Reception and interpretation 
Ibn Abī Uṣaibiʿa in his biographies of Ibn Buṭlān and Ibn Riḍwān seems to regard this conflict mostly as a matter of personal animus between the two but comments in Ibn Buṭlān's biography that the many anecdotes of the two insulting each other are entertaining but not without useful lessons, he judges Ibn Buṭlān to be more eloquent and Ibn Riḍwān to be the better physician and better educated. Schacht and Meyerhof see the origins of the conflict as personal in nature but its dimensions as helpful in illustrating the reception of Greek and Syriac texts in the Arab world. In this they largely follow Ibn Riḍwān's last portrayal of the debate as a matter concerned with the philosophy of medicine and the reception of the ancients. They conclude Ibn Buṭlān to be better educated in a broader variety of fields and to contribute more original ideas in his thinking, incorporating newer approaches like those of ar-Razī. While Ibn Riḍwān wrote more, they judge his output to be unoriginal and intellectually stagnant. Conrad disagrees with Schacht and Meyerhof's perspective and views it as a struggle for affirmation in the medical community of Egypt largely fuelled by personal dislike between two men with large egos but insightful in illustrating the complex social arrangements needed to be a successful physician in a society without institutionalised systems verifying medical learning.

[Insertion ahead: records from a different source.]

use std::collections::HashMap;
use std::sync::{Arc, Mutex};
use std::time::Duration;

use serde::Serialize;
use tokio::sync::{Mutex as AsyncMutex, OwnedMutexGuard};
use tracing::{info, warn};

use bazaar_core::config::{AppConfig, LlmConfig, LlmProvider, SiteMap};
use bazaar_core::domain::item::{CatalogItem, ItemId, RecommendationCandidate};
use bazaar_core::domain::persona::PersonaDescriptor;
use bazaar_core::domain::user::{UserAccount, UserId};
use bazaar_core::recommend::{CandidateRecommender, RecommenderSettings};
use bazaar_db::RepositorySet;

use crate::context::ConversationContext;
use crate::errors::{AgentError, BackendError};
use crate::guardrails::GuardrailPolicy;
use crate::llm::{ContextEntry, DisabledBackend, LlmBackend};
use crate::openai::OpenAiCompatibleBackend;
use crate::orchestrator::{LoopSettings, OrchestrationLoop, Termination, ToolLogEntry};
use crate::page_context::{fallback_guidance, page_type_for_path, ItemSnapshot, PageContext};
use crate::persona::PersonaResolver;
use crate::rationale::RationaleAnnotator;
use crate::tools::{ToolExecutor, ToolScope};

#[derive(Clone, Debug, PartialEq, Eq)]
pub struct AgentSettings {
    pub loop_settings: LoopSettings,
    pub history_window: usize,
    pub gacha_cost: i64,
    pub recommender: RecommenderSettings,
    pub guardrails: GuardrailPolicy,
    pub site_map: SiteMap,
}

impl Default for AgentSettings {
    fn default() -> Self {
        Self {
            loop_settings: LoopSettings::default(),
            history_window: 50,
            gacha_cost: 100,
            recommender: RecommenderSettings::default(),
            guardrails: GuardrailPolicy::default(),
            site_map: SiteMap::default(),
        }
    }
}

impl AgentSettings {
    pub fn from_config(config: &AppConfig) -> Self {
        Self {
            loop_settings: LoopSettings {
                max_iterations: config.agent.max_tool_iterations,
                call_timeout: Duration::from_secs(config.llm.timeout_secs.max(1)),
            },
            history_window: config.agent.history_window as usize,
            gacha_cost: config.gacha.cost,
            recommender: RecommenderSettings::from(&config.recommend),
            guardrails: GuardrailPolicy::from(&config.agent),
            site_map: config.agent.site_map.clone(),
        }
    }
}

/// Builds the text backend named by `llm.provider`.
pub fn backend_from_config(config: &LlmConfig) -> Result<Arc<dyn LlmBackend>, BackendError> {
    match config.provider {
        LlmProvider::Disabled => Ok(Arc::new(DisabledBackend)),
        LlmProvider::OpenAi | LlmProvider::Ollama => {
            Ok(Arc::new(OpenAiCompatibleBackend::from_config(config)?))
        }
    }
}

#[derive(Clone, Debug, PartialEq, Eq)]
pub enum RecommendMode {
    SeedItem(ItemId),
    Keyword(String),
    /// Neighbours of the user's most recent purchase.
    History,
}

#[derive(Clone, Debug, PartialEq, Serialize)]
pub struct ConverseReply {
    pub reply: String,
    pub persona: PersonaDescriptor,
    pub tool_calls: Vec<ToolLogEntry>,
    pub termination: Termination,
}

#[derive(Clone, Debug, PartialEq, Serialize)]
pub struct RecommendReply {
    pub candidates: Vec<RecommendationCandidate>,
    pub persona: PersonaDescriptor,
    pub can_recommend: bool,
}

#[derive(Clone, Debug, Default, PartialEq)]
pub struct GuidanceRequest {
    pub user_id: Option<UserId>,
    pub path: String,
    pub query: Option<String>,
    pub page_context: Option<PageContext>,
}

#[derive(Clone, Debug, PartialEq, Eq, Serialize)]
pub struct GuidanceReply {
    pub message: String,
    pub persona: PersonaDescriptor,
    pub fallback: bool,
}

/// Entry point for chat, recommendation and page guidance.
pub struct AgentRuntime {
    repos: RepositorySet,
    backend: Arc<dyn LlmBackend>,
    resolver: PersonaResolver,
    context: ConversationContext,
    orchestrator: OrchestrationLoop,
    recommender: CandidateRecommender,
    annotator: Arc<RationaleAnnotator>,
    call_timeout: Duration,
    write_locks: UserWriteLocks,
}

impl AgentRuntime {
    pub fn new(
        repos: RepositorySet,
        backend: Arc<dyn LlmBackend>,
        settings: AgentSettings,
    ) -> Self {
        let call_timeout = settings.loop_settings.call_timeout;
        let recommender = CandidateRecommender::new(settings.recommender);
        let annotator = Arc::new(RationaleAnnotator::new(backend.clone(), call_timeout));
        let executor = Arc::new(ToolExecutor::new(
            repos.clone(),
            recommender.clone(),
            annotator.clone(),
            settings.guardrails.clone(),
            settings.gacha_cost,
        ));

        Self {
            resolver: PersonaResolver::new(repos.personas.clone(), repos.users.clone()),
            context: ConversationContext::new(repos.conversations.clone(), settings.history_window)
                .with_site_map(&settings.site_map),
            orchestrator: OrchestrationLoop::new(
                backend.clone(),
                executor,
                settings.loop_settings,
            ),
            repos,
            backend,
            recommender,
            annotator,
            call_timeout,
            write_locks: UserWriteLocks::default(),
        }
    }

    pub fn from_config(config: &AppConfig, repos: RepositorySet) -> Result<Self, AgentError> {
        let backend = backend_from_config(&config.llm).map_err(AgentError::BackendConfig)?;
        info!(
            event_name = "agent.runtime.backend_selected",
            backend = backend.name(),
            model = %config.llm.model,
            "text backend configured"
        );
        Ok(Self::new(repos, backend, AgentSettings::from_config(config)))
    }

    /// One chat exchange. Backend trouble never surfaces here; only store
    /// failures and empty messages are errors.
    pub async fn converse(
        &self,
        user_id: UserId,
        message: &str,
        page_context: Option<&PageContext>,
    ) -> Result<ConverseReply, AgentError> {
        let message = message.trim();
        if message.is_empty() {
            return Err(AgentError::InvalidInput("message must not be empty".to_string()));
        }

        let resolved = self.resolver.resolve(Some(user_id), None).await;
        let account = self.repos.users.find_by_id(user_id).await?;
        if account.is_some() {
            if let Err(error) = self.resolver.repair_equip_if_missing(user_id, &resolved).await {
                warn!(
                    event_name = "agent.persona.equip_repair_failed",
                    user_id = %user_id,
                    error = %error,
                    "continuing with resolved persona"
                );
            }
        }

        let page_text = page_context.map(PageContext::build_context_text);
        let entries =
            self.context.assemble(user_id, &resolved.profile, message, page_text.as_deref()).await?;
        let scope = ToolScope { user_id, persona: &resolved.profile };
        let outcome = self.orchestrator.run(scope, entries).await;

        if account.is_some() {
            let _guard = self.write_locks.lock(user_id).await;
            self.context.record_exchange(user_id, message, &outcome.tool_log, &outcome.text).await?;
        } else {
            info!(
                event_name = "agent.converse.unpersisted",
                user_id = %user_id,
                "user record absent; exchange not logged"
            );
        }

        info!(
            event_name = "agent.converse.completed",
            user_id = %user_id,
            persona_id = resolved.profile.id.0,
            persona_source = ?resolved.source,
            iterations = outcome.iterations,
            tool_calls = outcome.tool_log.len(),
            termination = ?outcome.termination,
            "chat exchange completed"
        );

        Ok(ConverseReply {
            reply: outcome.text,
            persona: resolved.profile.descriptor(),
            tool_calls: outcome.tool_log,
            termination: outcome.termination,
        })
    }

    pub async fn recommend(
        &self,
        user_id: UserId,
        mode: RecommendMode,
        limit: Option<usize>,
    ) -> Result<RecommendReply, AgentError> {
        let resolved = self.resolver.resolve(Some(user_id), None).await;
        let corpus = self.repos.items.list_available(self.recommender.settings().max_corpus).await?;

        let (candidates, hint) = match &mode {
            RecommendMode::SeedItem(seed) => {
                (self.recommender.similar_to(&corpus, *seed, limit), None)
            }
            RecommendMode::Keyword(keyword) => (
                self.recommender.matching_keyword(&corpus, keyword, limit),
                Some(keyword.as_str()),
            ),
            RecommendMode::History => match self.repos.items.latest_purchase(user_id).await? {
                Some(purchase) => {
                    (self.recommender.similar_to_reference(&corpus, &purchase, limit), None)
                }
                None => (Vec::new(), None),
            },
        };
        let candidates = self.annotator.annotate(&resolved.profile, candidates, hint).await;

        info!(
            event_name = "agent.recommend.completed",
            user_id = %user_id,
            mode = ?mode,
            corpus_size = corpus.len(),
            candidates = candidates.len(),
            "recommendation computed"
        );

        Ok(RecommendReply {
            can_recommend: !candidates.is_empty(),
            candidates,
            persona: resolved.profile.descriptor(),
        })
    }

    /// A persona-voiced line about the page the user just opened.
    pub async fn page_guidance(
        &self,
        request: GuidanceRequest,
    ) -> Result<GuidanceReply, AgentError> {
        let path = request.path.trim();
        if path.is_empty() {
            return Err(AgentError::InvalidInput("path is required".to_string()));
        }
        let path_with_query = match request.query.as_deref().filter(|query| !query.is_empty()) {
            Some(query) => format!("{path}?{query}"),
            None => path.to_string(),
        };

        let resolved = self.resolver.resolve(request.user_id, None).await;
        let account = match request.user_id {
            Some(user_id) => self.repos.users.find_by_id(user_id).await?,
            None => None,
        };

        let page = match request.page_context {
            Some(page) => page,
            None => self.page_from_store(account.as_ref(), path, request.query.as_deref()).await,
        };
        let context_text = page.build_context_text();
        let instruction = page.guidance_instruction(&path_with_query);

        let entries = [
            ContextEntry::system(resolved.profile.system_prompt.clone()),
            ContextEntry::user(format!("{context_text}\n\n{instruction}")),
        ];
        let call = tokio::time::timeout(self.call_timeout, self.backend.chat(&entries, &[]));
        let generated = match call.await.unwrap_or(Err(BackendError::Timeout(self.call_timeout))) {
            Ok(reply) => reply.non_empty_text().map(str::to_string),
            Err(error) => {
                warn!(
                    event_name = "agent.guidance.backend_failed",
                    path = %path,
                    error_code = error.code(),
                    error = %error,
                    "using path fallback line"
                );
                None
            }
        };

        let Some(message) = generated else {
            return Ok(GuidanceReply {
                message: fallback_guidance(path).to_string(),
                persona: resolved.profile.descriptor(),
                fallback: true,
            });
        };

        if let Some(account) = &account {
            let _guard = self.write_locks.lock(account.id).await;
            if let Err(error) = self.context.add_guidance(account.id, &message).await {
                warn!(
                    event_name = "agent.guidance.persist_failed",
                    user_id = %account.id,
                    error = %error,
                    "guidance returned without being logged"
                );
            }
        }

        Ok(GuidanceReply { message, persona: resolved.profile.descriptor(), fallback: false })
    }

    /// Page context rebuilt from the store when the client sent none.
    async fn page_from_store(
        &self,
        account: Option<&UserAccount>,
        path: &str,
        query: Option<&str>,
    ) -> PageContext {
        let mut page = PageContext {
            page_type: page_type_for_path(path),
            search_query: query.and_then(search_keyword),
            user_gacha_points: account.map(|account| account.gacha_points),
            ..PageContext::default()
        };
        if let Some(account) = account {
            page.additional_info.insert("ユーザー".to_string(), account.username.clone().into());
        }

        if page.page_type == "item_detail" {
            let item_id = path
                .trim_start_matches("/items/")
                .split(['/', '?'])
                .next()
                .and_then(|segment| segment.parse::<i64>().ok());
            if let Some(item_id) = item_id {
                match self.repos.items.find_by_id(ItemId(item_id)).await {
                    Ok(item) => page.current_item = item.as_ref().map(item_snapshot),
                    Err(error) => warn!(
                        event_name = "agent.guidance.item_lookup_failed",
                        item_id,
                        error = %error,
                        "guidance continues without item details"
                    ),
                }
            }
        }
        page
    }
}

/// One async mutex per user with pending conversation writes. An entry lives
/// only while a task holds or waits on it.
#[derive(Default)]
struct UserWriteLocks {
    locks: Mutex<HashMap<UserId, Arc<AsyncMutex<()>>>>,
}

impl UserWriteLocks {
    async fn lock(&self, user_id: UserId) -> UserWriteGuard<'_> {
        let lock = self.table().entry(user_id).or_default().clone();
        let guard = lock.lock_owned().await;
        UserWriteGuard { owner: self, user_id, guard: Some(guard) }
    }

    fn table(&self) -> std::sync::MutexGuard<'_, HashMap<UserId, Arc<AsyncMutex<()>>>> {
        self.locks.lock().unwrap_or_else(|poisoned| poisoned.into_inner())
    }

    fn release(&self, user_id: UserId, lock: &Arc<AsyncMutex<()>>) {
        let mut table = self.table();
        // Only the table and `lock` still point at it: nobody is waiting.
        let idle = table.get(&user_id).is_some_and(|current| Arc::ptr_eq(current, lock))
            && Arc::strong_count(lock) == 2;
        if idle {
            table.remove(&user_id);
        }
    }

    #[cfg(test)]
    fn len(&self) -> usize {
        self.table().len()
    }
}

struct UserWriteGuard<'a> {
    owner: &'a UserWriteLocks,
    user_id: UserId,
    guard: Option<OwnedMutexGuard<()>>,
}

impl Drop for UserWriteGuard<'_> {
    fn drop(&mut self) {
        if let Some(guard) = self.guard.take() {
            let lock = OwnedMutexGuard::mutex(&guard).clone();
            drop(guard);
            self.owner.release(self.user_id, &lock);
        }
    }
}

fn search_keyword(query: &str) -> Option<String> {
    query
        .split('&')
        .filter_map(|pair| pair.strip_prefix("q="))
        .map(|value| value.replace('+', " "))
        .find(|value| !value.trim().is_empty())
}

fn item_snapshot(item: &CatalogItem) -> ItemSnapshot {
    ItemSnapshot {
        item_id: item.id.to_string(),
        name: item.name.clone(),
        price: item.price,
        category: item.category.clone(),
        condition: item.condition.clone(),
        description: Some(item.description.clone()),
        ..ItemSnapshot::default()
    }
}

Schoeler places importance on the arguments advanced by Ibn Buṭlān against book learning in the Egyptian Essay, identifying four novel arguments advanced by him. These he sees as based in the language and concepts of Ancient Greek philosophy. Additionally he identifies two as taken directly from the Islamic study of aḥādīth, thereby proving the genetic influence on the development of the medical sciences and philosophy practiced by non-Muslims in the Islamicate world.

Travels and death in Byzantine territory 
His name being ruined in Egypt due to the Battle of the Physicians Ibn Buṭlān travelled to Syria via Jaffa in 442 AH/1050 AD. There he remarked the high child mortality of the city and the lack of a teacher for the city's boys. From there he went on to Antioch, Abū Dharr al-Harauī suggests he spent time in both Antioch and Aleppo during this period. In his Essay on Hot and Cold Remedies from 455 AH/1063 AD Ibn Buṭlān however cites "master teachers of the city" on living conditions and other rudimentary information like the weather and housing conditions, this according to Conrad might suggest that Ibn Buṭlān did not return to the city due to his ruined reputation from his previous squabble there, rather relying on colleagues for information. Ibn Buṭlān personally reports on the Church of al-Qusyān and its administration. The church had been struck by lightning during a storm in April 1050 AD and required repairs. On the 5th of August that year he reports about a number of earth quakes which had occurred in Byzantine territory, destroying a fortress and a church, numerous farms, and bringing forth hot springs and a swamp, causing the inhabitants of the affected places to lose all their belongings and flee to cities like Antioch. From Antioch headed to Ṭarsūs, where he reported on the tomb of al-Maʾmūn which had fallen into disrepair.

From there he travelled to Constantinople to join a monastery there, during this journey he wrote the Essay on the Holy Eucharist at the behalf of the Patriarch of Constantinople, Michael I Cerularius. The fact that he was invited by such an important figure of Eastern Christianity to elucidate the Oriental perspective on the debates leading to the Schism of 1054, demonstrates that his outstanding reputation was not limited to Islamic circles in the Fatimid and Abbasid caliphates but extended also into the Christian world. This is becomes furthermore evident when looking at Ibn Buṭlān's interaction with the wazir   on a diplomatic mission to the Byzantine capital on behalf of the ʿUqailid Emir . Faḫr ad-Daula remarked how warmly received and cared for he was by Ibn Buṭlān and also how much access his host had to the Byzantine Emperor Constantine IX Monomachos. This must have occurred prior to 443 AH/1052 AD given the Emir's short reign. In the year 446 AH/1054 AD Ibn Buṭlān observed a plague in Constantinople in which 14,000 bodies were buried in the cemetery of the church St. Luke, after all other burial grounds were filled. According to Ibn Abī Uṣaibiʿa he authored The Physicians' Banquet in the monastery in Constantiople, but Kennedy speculates that most of the work was written prior to his departure from Egypt. He dedicated the work to the Marwanid Emir Naṣr ad-Daula Abū Naṣr Aḥmād ibn Marwān the ruler of Māiyafāriqīn in the province of Diyār Bakr. He visited the city and met Abū Yaḥyā the son of Abū 'l-Qasim al-Ḥusain ibn ʿAlī al-Maġribī, though he likely visited after having finished the work. When exactly he visited the city is unclear, though Conrad suggests that it might have initially been on his journey to Constantinople, returning for a second time later to present The Physicians' Banquet. In the treatise itself he comments on the low level of medical knowledge in the town, though as some scholars regard the work as allegorical for his experiences in Cairo this might not be considered a neutral report.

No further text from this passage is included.